Mikhail Kanayev

Personal information
- Full name: Mikhail Aleksandrovich Kanayev
- Date of birth: 1 October 1989 (age 36)
- Place of birth: Komsomolsk-on-Amur, Russian SFSR
- Height: 1.77 m (5 ft 10 in)
- Position: Midfielder

Youth career
- FC Dynamo St.
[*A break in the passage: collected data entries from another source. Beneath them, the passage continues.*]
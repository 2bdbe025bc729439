//! Precedence levels.
//!
//! A production fires only when its precedence is at least the minimum
//! precedence requested by the caller. Higher numbers bind tighter.

use std::fmt;

/// Binding strength of a production or operand position.
#[derive(Clone, Copy, PartialEq, Eq, PartialOrd, Ord, Hash, Debug, Default, serde::Serialize)]
#[serde(transparent)]
pub struct Prec(u32);

impl Prec {
    /// Loosest level: any production may fire.
    pub const ZERO: Prec = Prec(0);
    /// Atomic productions (identifiers, literals, brackets).
    pub const MAX: Prec = Prec(1024);
    /// Operands of application. Only `MAX` productions fire here.
    pub const ARG: Prec = Prec(1023);
    /// Binders such as `fun`: tighter than any operator, but not an argument.
    pub const LEAD: Prec = Prec(1022);

    #[inline]
    pub const fn new(level: u32) -> Self {
        Self(level)
    }

    #[inline]
    pub const fn level(self) -> u32 {
        self.0
    }

    /// The next tighter level, saturating at `MAX`.
    #[inline]
    pub fn succ(self) -> Self {
        Self((self.0 + 1).min(Self::MAX.0))
    }

    /// The next looser level, saturating at zero.
    #[inline]
    pub fn pred(self) -> Self {
        Self(self.0.saturating_sub(1))
    }
}

impl From<u32> for Prec {
    fn from(level: u32) -> Self {
        Self(level.min(Self::MAX.0))
    }
}

impl fmt::Display for Prec {
    fn fmt(&self, f: &mut fmt::Formatter<'_>) -> fmt::Result {
        match *self {
            Self::MAX => write!(f, "max"),
            Self::ARG => write!(f, "arg"),
            Self::LEAD => write!(f, "lead"),
            Self(level) => write!(f, "{level}"),
        }
    }
}
//! Top-level commands and the declaration layer.
//!
//! ```text
//! command := "#check" term
//!          | ("infixl" | "infixr" | "infix") number string ident
//!          | ("prefix" | "postfix") number string ident
//!          | "notation" (":" number)? ident ":=" item+
//!          | "section" ident? | "end" ident?
//! item    := string | ident (":" number)?
//! ```
//!
//! Parsing a declaration does not change the grammar. [`apply`] does, and
//! [`Session::parse_commands`](crate::Session::parse_commands) calls it (or
//! whatever the caller passes) after each command, so a declared notation
//! applies from the next command on.
//!
//! In a `notation`, string items are tokens and identifiers are holes parsed
//! as terms at the given precedence (0 by default). A notation whose first
//! item is a hole is a trailing production: the hole is the left operand.

use mixfix_core::Prec;

use super::add;
use super::term::{TERM, term};
use crate::diagnostics::DiagnosticKind;
use crate::parser::builder::NodeBuilder;
use crate::parser::combinators::{Parser, any_of, category, ident, lhs, many1, number, optional, string};
use crate::parser::cst::SyntaxNode;
use crate::registry::{Assoc, GrammarRegistry, Production, infix, postfix, prefix};

pub const COMMAND: &str = "command";

pub fn command() -> Parser {
    category(COMMAND, Prec::ZERO)
}

/// `: number`
fn prec_spec() -> Parser {
    NodeBuilder::new("prec")
        .token(":")
        .field("level", number())
        .build()
}

fn check() -> Parser {
    NodeBuilder::new("check")
        .token("#check")
        .field("term", term(Prec::ZERO))
        .build()
}

fn operator(keyword: &str) -> Parser {
    NodeBuilder::new(keyword)
        .token(keyword)
        .field("prec", number())
        .field("token", string())
        .field("kind", ident())
        .build()
}

fn notation() -> Parser {
    let hole = NodeBuilder::new("hole")
        .field("name", ident())
        .field("prec", optional(prec_spec()))
        .build();
    NodeBuilder::new("notation")
        .token("notation")
        .field("prec", optional(prec_spec()))
        .field("kind", ident())
        .token(":=")
        .field("items", many1(any_of(vec![string(), hole])))
        .build()
}

fn scope(keyword: &str) -> Parser {
    NodeBuilder::new(keyword)
        .token(keyword)
        .field("name", optional(ident()))
        .build()
}

/// Add the command grammar to `registry`. Commands embed terms, so the
/// term grammar should be registered too.
pub fn register(registry: &mut GrammarRegistry) {
    registry.declare_category(COMMAND);
    add(registry, Production::leading(COMMAND, check()));
    for keyword in ["infixl", "infixr", "infix", "prefix", "postfix"] {
        add(registry, Production::leading(COMMAND, operator(keyword)));
    }
    add(registry, Production::leading(COMMAND, notation()));
    add(registry, Production::leading(COMMAND, scope("section")));
    add(registry, Production::leading(COMMAND, scope("end")));
}

/// The declaration layer: apply the effect of a parsed command to the registry.
///
/// Commands with parse errors are ignored. Declarations that cannot be
/// turned into a production are reported as `RejectedRegistration` warnings.
pub fn apply(command: &SyntaxNode, registry: &mut GrammarRegistry) {
    if command.has_missing() {
        return;
    }
    let Some(kind) = command.kind() else {
        return;
    };
    let result = match kind.as_str() {
        "infixl" | "infixr" | "infix" | "prefix" | "postfix" => operator_production(command),
        "notation" => notation_production(command),
        "section" => {
            registry.push_scope();
            return;
        }
        "end" => {
            if !registry.pop_scope() {
                registry.warn(DiagnosticKind::RejectedRegistration, "`end` without `section`");
            }
            return;
        }
        _ => return,
    };

    match result.map(|production| registry.register(production)) {
        Ok(Ok(_)) => {}
        Ok(Err(err)) => registry.warn(DiagnosticKind::RejectedRegistration, err.to_string()),
        Err(message) => registry.warn(DiagnosticKind::RejectedRegistration, message),
    }
}

fn text_of<'a>(node: &'a SyntaxNode, field: &str) -> Option<&'a str> {
    node.field(field)?.token().map(|t| &*t.text)
}

fn parse_prec(text: &str) -> Result<Prec, String> {
    text.parse::<u32>()
        .map(Prec::from)
        .map_err(|_| format!("`{text}` is not a precedence level"))
}

/// `"+"` to `+`; surrounding spaces are only for readability.
fn token_text(literal: &str) -> Result<String, String> {
    let inner = literal
        .strip_prefix('"')
        .and_then(|s| s.strip_suffix('"'))
        .unwrap_or(literal)
        .trim();
    if inner.is_empty() || inner.chars().any(char::is_whitespace) {
        return Err(format!("{literal} is not a valid token"));
    }
    Ok(inner.to_string())
}

/// Level of an optional `: number` group; `None` when absent.
fn optional_prec(group: Option<&SyntaxNode>) -> Result<Option<Prec>, String> {
    let Some(level_node) = group.and_then(|g| g.children().next()) else {
        return Ok(None);
    };
    match text_of(level_node, "level") {
        Some(level) => parse_prec(level).map(Some),
        None => Ok(None),
    }
}

fn operator_production(command: &SyntaxNode) -> Result<Production, String> {
    let missing = || "incomplete operator declaration".to_string();
    let keyword = command.kind().ok_or_else(missing)?.as_str();
    let prec = parse_prec(text_of(command, "prec").ok_or_else(missing)?)?;
    let token = token_text(text_of(command, "token").ok_or_else(missing)?)?;
    let kind = text_of(command, "kind").ok_or_else(missing)?;

    Ok(match keyword {
        "infixl" => infix(TERM, &token, prec, Assoc::Left, kind),
        "infixr" => infix(TERM, &token, prec, Assoc::Right, kind),
        "infix" => infix(TERM, &token, prec, Assoc::None, kind),
        "prefix" => prefix(TERM, &token, prec, kind),
        _ => postfix(TERM, &token, prec, kind),
    })
}

fn notation_production(command: &SyntaxNode) -> Result<Production, String> {
    let prec = optional_prec(command.field("prec"))?.unwrap_or(Prec::MAX);
    let kind = text_of(command, "kind").ok_or("notation without a name")?;
    let items: Vec<&SyntaxNode> = command
        .field("items")
        .map(|group| group.children().collect())
        .unwrap_or_default();

    let mut builder = NodeBuilder::new(kind);
    let mut lhs_prec = None;
    for (i, item) in items.iter().enumerate() {
        if let Some(token) = item.token() {
            builder = builder.token(&token_text(&token.text)?);
            continue;
        }
        let name = text_of(item, "name").ok_or("hole without a name")?;
        let hole_prec = optional_prec(item.field("prec"))?.unwrap_or(Prec::ZERO);
        if i == 0 {
            builder = builder.field(name, lhs());
            lhs_prec = Some(hole_prec);
        } else {
            builder = builder.field(name, term(hole_prec));
        }
    }

    let parser = builder.build();
    Ok(match lhs_prec {
        Some(lhs_prec) => Production::trailing(TERM, parser)
            .precedence(prec)
            .lhs_precedence(lhs_prec),
        None => Production::leading(TERM, parser).precedence(prec),
    })
}
#[cfg(test)]
mod tests {
    use super::*;
    use crate::ecs::components::{Force, Inertia, WorldPos, WorldVel};
    use glam::DVec3;

    fn world_with_chain() -> (World, Vec<Entity>) {
        let mut world = World::new();
        let entities = (0..4)
            .map(|i| {
                world
                    .spawn((
                        WorldPos::from_linear(DVec3::new(i as f64, 0.0, 0.0)),
                        WorldVel::zero(),
                    ))
                    .unwrap()
            })
            .collect();
        (world, entities)
    }

    #[test]
    fn test_access_conflicts() {
        let pos = ComponentId::of::<WorldPos>();
        let force = ComponentId::of::<Force>();
        let a = SystemAccess::new().read(pos).write(force);
        let b = SystemAccess::new().read(force);
        let c = SystemAccess::new().read(pos);

        assert!(a.conflicts_with(&b));
        assert!(b.conflicts_with(&a));
        assert!(!a.conflicts_with(&c));
        assert_eq!(a.shared_write(&a), Some(force));
    }

    #[test]
    fn test_duplicate_write_recorded() {
        let force = ComponentId::of::<Force>();
        let access = SystemAccess::new().write(force).write(force);
        assert_eq!(access.duplicate_writes(), &[force]);
        assert_eq!(access.writes().len(), 1);
    }

    #[test]
    fn test_optional_not_required() {
        let force = ComponentId::of::<Force>();
        let pos = ComponentId::of::<WorldPos>();
        let access = SystemAccess::new().read(pos).write(force).optional(force);
        let required: Vec<_> = access.required().collect();
        assert_eq!(required, vec![pos]);
    }

    #[test]
    fn test_two_stage_chain() {
        let (mut world, entities) = world_with_chain();
        let snapshot: Vec<DVec3> = entities
            .iter()
            .map(|e| world.get::<WorldPos>(*e).unwrap().linear())
            .collect();

        let shift = system::<WorldPos, WorldVel, _>("shift", |pos| {
            WorldVel::from_linear(pos.linear() - DVec3::X)
        });
        let copy = system::<WorldVel, WorldPos, _>("copy", |vel| {
            WorldPos::from_linear(vel.linear())
        });

        shift.run(&mut world, &ExecContext::sequential()).unwrap();
        copy.run(&mut world, &ExecContext::sequential()).unwrap();

        for (entity, before) in entities.iter().zip(snapshot) {
            let after = world.get::<WorldPos>(*entity).unwrap().linear();
            assert_eq!(after, before - DVec3::X);
        }
    }

    #[test]
    fn test_non_finite_output_aborts_stage() {
        let (mut world, entities) = world_with_chain();
        let poison = system::<WorldPos, WorldVel, _>("poison", |pos| {
            if pos.linear().x >= 2.0 {
                WorldVel::from_linear(DVec3::new(f64::NAN, 0.0, 0.0))
            } else {
                WorldVel::from_linear(DVec3::ONE)
            }
        });

        let err = poison
            .run(&mut world, &ExecContext::sequential())
            .unwrap_err();
        assert!(matches!(
            err,
            Error::NonFinite { component: "WorldVel", entity, .. } if entity == entities[2]
        ));
        // Nothing committed, not even the rows that evaluated cleanly
        assert_eq!(world.get::<WorldVel>(entities[0]).unwrap(), &WorldVel::zero());
    }

    #[test]
    fn test_writes_only_touch_matching_entities() {
        let mut world = World::new();
        let with_mass = world
            .spawn((Inertia::from_mass(2.0), Force::zero()))
            .unwrap();
        let without_mass = world.spawn(Force::zero()).unwrap();

        let weight = system::<Inertia, Force, _>("weight", |inertia| {
            Force::from_linear(DVec3::new(0.0, -inertia.mass(), 0.0))
        });
        let rows = weight.run(&mut world, &ExecContext::sequential()).unwrap();

        assert_eq!(rows, 1);
        assert_eq!(world.get::<Force>(with_mass).unwrap().linear().y, -2.0);
        assert_eq!(world.get::<Force>(without_mass).unwrap(), &Force::zero());
    }

    #[test]
    fn test_tuple_write_set() {
        let (mut world, entities) = world_with_chain();
        let stop = system::<WorldPos, (WorldPos, WorldVel), _>("stop", |pos| {
            (
                WorldPos::from_linear(pos.linear() * 2.0),
                WorldVel::from_linear(DVec3::Y),
            )
        });
        stop.run(&mut world, &ExecContext::sequential()).unwrap();

        assert_eq!(world.get::<WorldPos>(entities[3]).unwrap().linear().x, 6.0);
        assert_eq!(world.get::<WorldVel>(entities[3]).unwrap().linear(), DVec3::Y);
    }

    #[test]
    fn test_validate_reports_missing_column() {
        let world = World::new();
        let weight = system::<Inertia, Force, _>("weight", |_| Force::zero());
        assert!(matches!(
            weight.validate(&world),
            Err(Error::ComponentNotRegistered { .. })
        ));
    }

    #[cfg(feature = "parallel")]
    #[test]
    fn test_parallel_rows_match_sequential() {
        let build = || {
            let mut world = World::new();
            for i in 0..256 {
                world
                    .spawn((
                        WorldPos::from_linear(DVec3::new(i as f64, 1.0, -1.0)),
                        WorldVel::zero(),
                    ))
                    .unwrap();
            }
            world
        };
        let spin = system::<WorldPos, WorldVel, _>("spin", |pos| {
            WorldVel::from_linear(pos.linear().cross(DVec3::Z) * 0.5)
        });

        let mut sequential = build();
        let mut parallel = build();
        spin.run(&mut sequential, &ExecContext::sequential()).unwrap();
        spin.run(&mut parallel, &ExecContext { parallel_rows: Some(16) })
            .unwrap();

        let a = sequential.query::<WorldVel>().unwrap().values();
        let b = parallel.query::<WorldVel>().unwrap().values();
        assert_eq!(a, b);
    }
}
Petersburg
- Master-Saturn Yegoryevsk

Senior career*
- Years: Team / Apps / (Gls)
- 2007–2010: FC Saturn-2 Moscow Oblast / 58 / (0)
- 2008: → FC Meteor Zhukovsky (amateur) (loan)
- 2010: → FC Khimki (loan) / 17 / (0)
- 2010: → FC Vityaz Podolsk (loan) / 10 / (0)
- 2011–2012: FC Gazovik Orenburg / 26 / (1)
- 2012–2013: → FC Volga Ulyanovsk (loan) / 26 / (2)
- 2013–2015: FC Tyumen / 50 / (7)
- 2015–2016: FC Zenit-Izhevsk Izhevsk / 24 / (3)
- 2016–2017: FC Torpedo Moscow / 20 / (2)
- 2017–2021: FC Neftekhimik Nizhnekamsk / 86 / (5)
- 2021–2022: FC Shinnik Yaroslavl / 23 / (0)
- 2023: FC Dynamo Vologda / 10 / (2)
- 2023: FC Tekstilshchik Ivanovo / 9 / (0)
- 2024: FC Znamya Truda Orekhovo-Zuyevo / 26 / (1)
- 2025: FC Kolomna / 26 / (0)

= Mikhail Kanayev =

Russian footballer

Mikhail Aleksandrovich Kanayev (Михаил Александрович Канаев; born 1 October 1989) is a Russian professional football player.

==Club career==
He made his Russian Football National League debut for FC Khimki on 28 March 2010 in a game against FC Salyut Belgorod.